Spike chose his spot quickly. Far enough from the lobby and the inhabited rooms that no distressing sounds should reach human ears, but not so far off or carefully chosen that he would seem to be hiding. Hiding would make it worse.

Spike pressed his fingertips against the walls that adjoined his corner, leaning his head against the plaster and trying to catch his breath. How had he forgotten that this was Angelus he was dealing with? Soul-leashed, maybe, but still and all the same demon, and wasn't that the point of the exercise? So easy for him, it only took a word or two to reduce Spike to this, huddling in the dark and trembling for him. But then he'd never dreamed that Angel, after all this time, would bring that up again, would ask him to do the one thing Angelus had never been able to demand of him.

He still remembered every torment he had endured, and later, when Angelus got cannier, every torment Dru had endured, for his defiance. But he had never dreamed of giving in, til now.

Dawn slammed through the door from the stairwell, her footsteps pounding down the hallway, loud in the silence. He could smell her fear; it was for him, and not unjustified, which made him feel a little sick. He couldn't decide whether he wanted her to find him or not, but waiting in a corner was an implicitly silent activity, so Spike kept still and left the thing to fortune.

She was at his side within a couple of minutes, and he turned his head to look at her face, the confused fear in her eyes. It had been a long time since he trusted anyone enough to be that shaken when they turned scary on him, but Spike remembered the feeling. "It's all right, Dawn."

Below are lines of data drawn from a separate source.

//! Numeric helpers
//!
//! Interpolation, smoothing and order statistics shared by the pipeline stages.
//! Semantics follow the usual array-library conventions: clamped linear
//! interpolation, Gaussian filters with a 4-sigma kernel, and polynomial-fit edges for
//! Savitzky-Golay derivatives.

use nalgebra::DMatrix;

/// Boundary handling for 1-D filters
#[derive(Debug, Clone, Copy, PartialEq, Eq)]
pub enum BoundaryMode {
    /// Half-sample symmetric reflection: `d c b a | a b c d | d c b a`
    Reflect,
    /// Periodic extension for closed loops
    Wrap,
}

/// `n` evenly spaced values from `start` to `end` inclusive
pub fn linspace(start: f64, end: f64, n: usize) -> Vec<f64> {
    match n {
        0 => Vec::new(),
        1 => vec![start],
        _ => {
            let step = (end - start) / (n - 1) as f64;
            (0..n)
                .map(|i| if i == n - 1 { end } else { start + step * i as f64 })
                .collect()
        }
    }
}

/// Arithmetic mean, NaN for an empty slice
pub fn mean(values: &[f64]) -> f64 {
    if values.is_empty() {
        return f64::NAN;
    }
    values.iter().sum::<f64>() / values.len() as f64
}

/// Population variance, NaN for an empty slice
pub fn variance(values: &[f64]) -> f64 {
    let m = mean(values);
    if m.is_nan() {
        return f64::NAN;
    }
    values.iter().map(|v| (v - m).powi(2)).sum::<f64>() / values.len() as f64
}

/// Sample standard deviation (n - 1 denominator), NaN below two values
pub fn sample_std(values: &[f64]) -> f64 {
    if values.len() < 2 {
        return f64::NAN;
    }
    let m = mean(values);
    let ss: f64 = values.iter().map(|v| (v - m).powi(2)).sum();
    (ss / (values.len() - 1) as f64).sqrt()
}

/// Median of the values, NaN for an empty slice
pub fn median(values: &[f64]) -> f64 {
    if values.is_empty() {
        return f64::NAN;
    }
    let mut sorted = values.to_vec();
    sorted.sort_by(|a, b| a.total_cmp(b));
    let mid = sorted.len() / 2;
    if sorted.len() % 2 == 0 {
        (sorted[mid - 1] + sorted[mid]) / 2.0
    } else {
        sorted[mid]
    }
}

/// Percentile `q` in [0, 100] with linear interpolation between ranks
pub fn percentile(values: &[f64], q: f64) -> f64 {
    if values.is_empty() {
        return f64::NAN;
    }
    let mut sorted = values.to_vec();
    sorted.sort_by(|a, b| a.total_cmp(b));
    let rank = (q.clamp(0.0, 100.0) / 100.0) * (sorted.len() - 1) as f64;
    let lo = rank.floor() as usize;
    let hi = rank.ceil() as usize;
    let frac = rank - lo as f64;
    sorted[lo] + (sorted[hi] - sorted[lo]) * frac
}

/// Index pair bracketing `x` in non-decreasing `xp`: `(lo, hi)` with
/// `xp[lo] <= x < xp[hi]`, or `None` when `x` is outside the range
fn bracket(x: f64, xp: &[f64]) -> Option<(usize, usize)> {
    let upper = xp.partition_point(|&v| v <= x);
    if upper == 0 || upper == xp.len() {
        None
    } else {
        Some((upper - 1, upper))
    }
}

fn lerp(x: f64, x0: f64, x1: f64, y0: f64, y1: f64) -> f64 {
    let span = x1 - x0;
    if span == 0.0 {
        y0
    } else {
        y0 + (y1 - y0) * (x - x0) / span
    }
}

/// Linear interpolation over non-decreasing `xp`, holding the edge values outside
/// the sample range
pub fn interp(x: f64, xp: &[f64], fp: &[f64]) -> f64 {
    if xp.is_empty() {
        return f64::NAN;
    }
    match bracket(x, xp) {
        Some((lo, hi)) => lerp(x, xp[lo], xp[hi], fp[lo], fp[hi]),
        None if x < xp[0] => fp[0],
        None => fp[fp.len() - 1],
    }
}

/// Linear interpolation that continues the first and last segments outside the
/// sample range
pub fn interp_extrapolate(x: f64, xp: &[f64], fp: &[f64]) -> f64 {
    let n = xp.len();
    if n < 2 {
        return fp.first().copied().unwrap_or(f64::NAN);
    }
    if x < xp[0] {
        return lerp(x, xp[0], xp[1], fp[0], fp[1]);
    }
    if x > xp[n - 1] {
        return lerp(x, xp[n - 2], xp[n - 1], fp[n - 2], fp[n - 1]);
    }
    match bracket(x, xp) {
        Some((lo, hi)) => lerp(x, xp[lo], xp[hi], fp[lo], fp[hi]),
        None => fp[n - 1],
    }
}

/// Value of the sample nearest to `x`; ties go to the earlier sample and the
/// edges clamp
pub fn interp_nearest(x: f64, xp: &[f64], fp: &[f64]) -> f64 {
    if xp.is_empty() {
        return f64::NAN;
    }
    match bracket(x, xp) {
        Some((lo, hi)) => {
            if x - xp[lo] <= xp[hi] - x {
                fp[lo]
            } else {
                fp[hi]
            }
        }
        None if x < xp[0] => fp[0],
        None => fp[fp.len() - 1],
    }
}

/// Sort `(x, y)` pairs by x and keep the first pair of each distinct x
pub fn unique_by_x(xs: &[f64], ys: &[f64]) -> (Vec<f64>, Vec<f64>) {
    let mut order: Vec<usize> = (0..xs.len()).collect();
    order.sort_by(|&a, &b| xs[a].total_cmp(&xs[b]));
    let mut ux = Vec::with_capacity(xs.len());
    let mut uy = Vec::with_capacity(xs.len());
    for i in order {
        if ux.last().map_or(true, |&last: &f64| xs[i] > last) {
            ux.push(xs[i]);
            uy.push(ys[i]);
        }
    }
    (ux, uy)
}

/// Cumulative sum of consecutive Euclidean steps, starting at 0
pub fn cumulative_distance(xs: &[f64], ys: &[f64]) -> Vec<f64> {
    let mut out = Vec::with_capacity(xs.len());
    let mut acc = 0.0;
    for i in 0..xs.len() {
        if i > 0 {
            acc += (xs[i] - xs[i - 1]).hypot(ys[i] - ys[i - 1]);
        }
        out.push(acc);
    }
    out
}

fn boundary_index(i: isize, n: usize, mode: BoundaryMode) -> usize {
    let n_i = n as isize;
    match mode {
        BoundaryMode::Wrap => i.rem_euclid(n_i) as usize,
        BoundaryMode::Reflect => {
            let period = 2 * n_i;
            let m = i.rem_euclid(period);
            if m >= n_i {
                (period - 1 - m) as usize
            } else {
                m as usize
            }
        }
    }
}

/// 1-D Gaussian smoothing with a kernel truncated at 4 sigma
pub fn gaussian_filter1d(data: &[f64], sigma: f64, mode: BoundaryMode) -> Vec<f64> {
    let n = data.len();
    if n == 0 || sigma <= 0.0 {
        return data.to_vec();
    }
    let radius = (4.0 * sigma + 0.5) as isize;
    let mut kernel: Vec<f64> = (-radius..=radius)
        .map(|k| (-0.5 * (k as f64 / sigma).powi(2)).exp())
        .collect();
    let total: f64 = kernel.iter().sum();
    for w in &mut kernel {
        *w /= total;
    }

    (0..n as isize)
        .map(|i| {
            kernel
                .iter()
                .enumerate()
                .map(|(k, w)| w * data[boundary_index(i + k as isize - radius, n, mode)])
                .sum()
        })
        .collect()
}

fn falling_factorial(j: usize, d: usize) -> f64 {
    ((j + 1 - d)..=j).map(|v| v as f64).product()
}

fn poly_derivative(coeffs: &[f64], deriv: usize, t: f64) -> f64 {
    coeffs
        .iter()
        .enumerate()
        .skip(deriv)
        .map(|(j, c)| c * falling_factorial(j, deriv) * t.powi((j - deriv) as i32))
        .sum()
}

/// Savitzky-Golay derivative of order `deriv` for samples spaced `delta` apart.
///
/// Interior points use the least-squares convolution weights; the first and last
/// half-windows evaluate the polynomial fitted to the edge window. A window longer
/// than the data shrinks to the largest odd length that fits; when no window above
/// the polynomial degree fits, the result is all zeros.
pub fn savgol_filter(
    data: &[f64],
    window: usize,
    degree: usize,
    deriv: usize,
    delta: f64,
) -> Vec<f64> {
    let n = data.len();
    let mut window = window.min(n);
    if window % 2 == 0 {
        window = window.saturating_sub(1);
    }
    if window <= degree || deriv > degree {
        return vec![0.0; n];
    }

    // polynomial in u = t / half, u in [-1, 1]
    let half = window / 2;
    let span = half.max(1) as f64;
    let design = DMatrix::from_fn(window, degree + 1, |r, c| {
        ((r as f64 - half as f64) / span).powi(c as i32)
    });
    let gram = design.transpose() * &design;
    let projector = match gram.try_inverse() {
        Some(inv) => inv * design.transpose(),
        None => return vec![0.0; n],
    };

    let step = if delta == 0.0 { 1.0 } else { delta };
    let scale = (step * span).powi(deriv as i32);
    let fit = |start: usize| -> Vec<f64> {
        (0..=degree)
            .map(|j| {
                (0..window)
                    .map(|k| projector[(j, k)] * data[start + k])
                    .sum()
            })
            .collect()
    };

    let mut out = vec![0.0; n];
    let centre_weights: Vec<f64> = (0..window)
        .map(|k| projector[(deriv, k)] * falling_factorial(deriv, deriv))
        .collect();
    for i in half..n - half {
        let acc: f64 = centre_weights
            .iter()
            .enumerate()
            .map(|(k, w)| w * data[i - half + k])
            .sum();
        out[i] = acc / scale;
    }

    let head = fit(0);
    for (i, slot) in out.iter_mut().enumerate().take(half) {
        let u = (i as f64 - half as f64) / span;
        *slot = poly_derivative(&head, deriv, u) / scale;
    }
    let tail_start = n - window;
    let tail = fit(tail_start);
    for i in (n - half)..n {
        let u = ((i - tail_start) as f64 - half as f64) / span;
        out[i] = poly_derivative(&tail, deriv, u) / scale;
    }
    out
}

#[cfg(test)]
mod tests {
    use super::*;

    #[test]
    fn test_linspace_endpoints() {
        let v = linspace(0.0, 1.0, 5);
        assert_eq!(v, vec![0.0, 0.25, 0.5, 0.75, 1.0]);
        assert!(linspace(0.0, 1.0, 0).is_empty());
    }

    #[test]
    fn test_median_and_percentile() {
        assert_eq!(median(&[3.0, 1.0, 2.0]), 2.0);
        assert_eq!(median(&[4.0, 1.0, 2.0, 3.0]), 2.5);
        assert!(median(&[]).is_nan());
        assert!((percentile(&[1.0, 2.0, 3.0, 4.0, 5.0], 95.0) - 4.8).abs() < 1e-12);
        assert_eq!(percentile(&[7.0], 95.0), 7.0);
    }

    #[test]
    fn test_sample_std() {
        let s = sample_std(&[2.0, 4.0, 4.0, 4.0, 5.0, 5.0, 7.0, 9.0]);
        assert!((s - 2.138_089_935).abs() < 1e-6);
        assert!(sample_std(&[1.0]).is_nan());
    }

    #[test]
    fn test_interp_clamps() {
        let xp = [0.0, 1.0, 2.0];
        let fp = [0.0, 10.0, 40.0];
        assert_eq!(interp(-1.0, &xp, &fp), 0.0);
        assert_eq!(interp(0.5, &xp, &fp), 5.0);
        assert_eq!(interp(1.5, &xp, &fp), 25.0);
        assert_eq!(interp(3.0, &xp, &fp), 40.0);
    }

    #[test]
    fn test_interp_duplicate_x() {
        let xp = [0.0, 1.0, 1.0, 2.0];
        let fp = [0.0, 1.0, 5.0, 6.0];
        assert_eq!(interp(1.5, &xp, &fp), 5.5);
    }

    #[test]
    fn test_interp_extrapolate() {
        let xp = [1.0, 2.0, 3.0];
        let fp = [10.0, 20.0, 30.0];
        assert_eq!(interp_extrapolate(0.0, &xp, &fp), 0.0);
        assert_eq!(interp_extrapolate(4.0, &xp, &fp), 40.0);
        assert_eq!(interp_extrapolate(2.0, &xp, &fp), 20.0);
    }

    #[test]
    fn test_interp_nearest() {
        let xp = [0.0, 1.0, 2.0];
        let fp = [5.0, 6.0, 7.0];
        assert_eq!(interp_nearest(0.4, &xp, &fp), 5.0);
        assert_eq!(interp_nearest(0.6, &xp, &fp), 6.0);
        assert_eq!(interp_nearest(-3.0, &xp, &fp), 5.0);
        assert_eq!(interp_nearest(9.0, &xp, &fp), 7.0);
    }

    #[test]
    fn test_unique_by_x_keeps_first() {
        let (x, y) = unique_by_x(&[2.0, 1.0, 1.0, 3.0], &[20.0, 10.0, 11.0, 30.0]);
        assert_eq!(x, vec![1.0, 2.0, 3.0]);
        assert_eq!(y, vec![10.0, 20.0, 30.0]);
    }

    #[test]
    fn test_gaussian_preserves_constant() {
        let data = vec![3.0; 20];
        for mode in [BoundaryMode::Reflect, BoundaryMode::Wrap] {
            for v in gaussian_filter1d(&data, 2.0, mode) {
                assert!((v - 3.0).abs() < 1e-12);
            }
        }
    }

    #[test]
    fn test_gaussian_wrap_is_periodic() {
        let mut data = vec![0.0; 10];
        data[0] = 1.0;
        let out = gaussian_filter1d(&data, 1.0, BoundaryMode::Wrap);
        assert!((out[1] - out[9]).abs() < 1e-12);
        assert!((out.iter().sum::<f64>() - 1.0).abs() < 1e-12);
    }

    #[test]
    fn test_reflect_index() {
        assert_eq!(boundary_index(-1, 4, BoundaryMode::Reflect), 0);
        assert_eq!(boundary_index(-2, 4, BoundaryMode::Reflect), 1);
        assert_eq!(boundary_index(4, 4, BoundaryMode::Reflect), 3);
        assert_eq!(boundary_index(5, 4, BoundaryMode::Reflect), 2);
        assert_eq!(boundary_index(-1, 4, BoundaryMode::Wrap), 3);
    }

    #[test]
    fn test_savgol_derivatives_of_cubic() {
        let delta = 0.5;
        let xs: Vec<f64> = (0..60).map(|i| i as f64 * delta).collect();
        let ys: Vec<f64> = xs.iter().map(|x| x * x * x - 2.0 * x).collect();
        let d1 = savgol_filter(&ys, 11, 3, 1, delta);
        let d2 = savgol_filter(&ys, 11, 3, 2, delta);
        for (i, x) in xs.iter().enumerate() {
            assert!((d1[i] - (3.0 * x * x - 2.0)).abs() < 1e-6, "d1 mismatch at {}", i);
            assert!((d2[i] - 6.0 * x).abs() < 1e-6, "d2 mismatch at {}", i);
        }
    }

    #[test]
    fn test_savgol_short_input() {
        assert_eq!(savgol_filter(&[1.0, 2.0], 101, 3, 1, 1.0), vec![0.0, 0.0]);
        let d1 = savgol_filter(&[0.0, 1.0, 2.0, 3.0, 4.0, 5.0], 101, 3, 1, 1.0);
        for v in d1 {
            assert!((v - 1.0).abs() < 1e-9);
        }
    }
}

"Is it?" The tears were close to the surface, in her voice, high and loud and rough. "Then why are you whispering?"

Shushing her would probably be counterproductive, no matter how his instincts screamed that she must be quiet, that they must both be quiet, and he had to think of something to say and he must not let her see him thinking of Tonio's left ring finger tapping the beats for that entire hellish night, even when Angelus had reduced the pinky beside it to a shapeless lump of mangled flesh.

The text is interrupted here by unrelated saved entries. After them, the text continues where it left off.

//! Racing lines
//!
//! A fleet-wide line built from every trajectory and one median line per car. Both
//! live in the per-vehicle projection frame of the trajectories.

mod global;
mod per_car;

pub use global::{build_global_line, GlobalRacingLine, RacingLineStats};
pub use per_car::{build_car_line, CarRacingLine};

use std::path::Path;

use serde::{Deserialize, Serialize};

use crate::error::Result;

#[derive(Debug, Serialize, Deserialize)]
struct LinePointRecord {
    x: f64,
    y: f64,
}

/// Write `(x, y)` points as CSV
pub fn write_line_csv<P: AsRef<Path>>(path: P, points: &[[f64; 2]]) -> Result<()> {
    let mut writer = csv::Writer::from_path(path)?;
    for p in points {
        writer.serialize(LinePointRecord { x: p[0], y: p[1] })?;
    }
    writer.flush()?;
    Ok(())
}

/// Read `(x, y)` points written by [`write_line_csv`]
pub fn read_line_csv<P: AsRef<Path>>(path: P) -> Result<Vec<[f64; 2]>> {
    let mut reader = csv::Reader::from_path(path)?;
    let mut points = Vec::new();
    for record in reader.deserialize() {
        let r: LinePointRecord = record?;
        points.push([r.x, r.y]);
    }
    Ok(points)
}

/// Bin for a value normalized to [0, 1], clamped to the valid range
pub(crate) fn bin_index(value: f64, bins: usize) -> usize {
    if bins == 0 {
        return 0;
    }
    let b = (value * bins as f64).floor();
    if b < 0.0 {
        0
    } else {
        (b as usize).min(bins - 1)
    }
}

#[cfg(test)]
mod tests {
    use super::*;

    #[test]
    fn test_bin_index() {
        assert_eq!(bin_index(0.0, 10), 0);
        assert_eq!(bin_index(0.55, 10), 5);
        assert_eq!(bin_index(1.0, 10), 9);
        assert_eq!(bin_index(-0.2, 10), 0);
    }

    #[test]
    fn test_line_csv_round_trip() {
        let dir = tempfile::tempdir().unwrap();
        let path = dir.path().join("racing_line.csv");
        let points = vec![[1.5, -2.0], [3.0, 4.25]];
        write_line_csv(&path, &points).unwrap();
        assert_eq!(read_line_csv(&path).unwrap(), points);
    }
}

Spike struggled to pull himself together, but he couldn't focus, on Dawn standing before him or on Angel, who must surely be coming for him soon. The door to this room stood open, so he would not burst through it with a great crash like he had that night long ago, startling Spike to silence, draining the color from Tonio's round cheeks. "Dawn, it's... He's just angry. It's nothing."

"Nothing? He... Spike, he'll hurt you, I saw his face and he's crazy."

"We're all crazy, Dawn. Demons are like that. But he's still got his soul, and that means you can trust him. If I thought Angelus were anywhere about, trust me, I'd be throwing you over my shoulder and heading for the hills. But it's all right. You're safe." He'd thought Tonio was safe, because Angelus had given him to Spike for a toy, and it was beneath his sire's dignity to pay attention to what Spike did with the human after that. All the hours that Tonio was dying, Spike thought about the fact that he could have made it quick and easy and painless, if only he'd had a proper fear of his sire, for the human's sake.

"Are you? Safe?"

Spike took a breath, trying to work out how to answer that question; No, but that's all right probably wouldn't reassure her much. "More than I used to be," he said, and, all right, that didn't work either, but he couldn't help it, Angelus was in his head, in a warm room, dim just like this, so that a human could only see enough to be more frightened, so that a vampire wouldn't be overly distracted by visual aesthetics when his medium was broken flesh, and sound.

And suddenly he was aware of Angel, not two rooms away. He went even more still, and said helplessly, "Dawn..."

"Reassure her, Spike," Angel said, his voice easily reaching the vampire's ears. "I don't want her to be more frightened than she has to be. Your punishment will wait til she's gone."

Spike took a steadying breath and squinted, focusing on the white-faced girl. "Dawn, have you ever seen my other face?"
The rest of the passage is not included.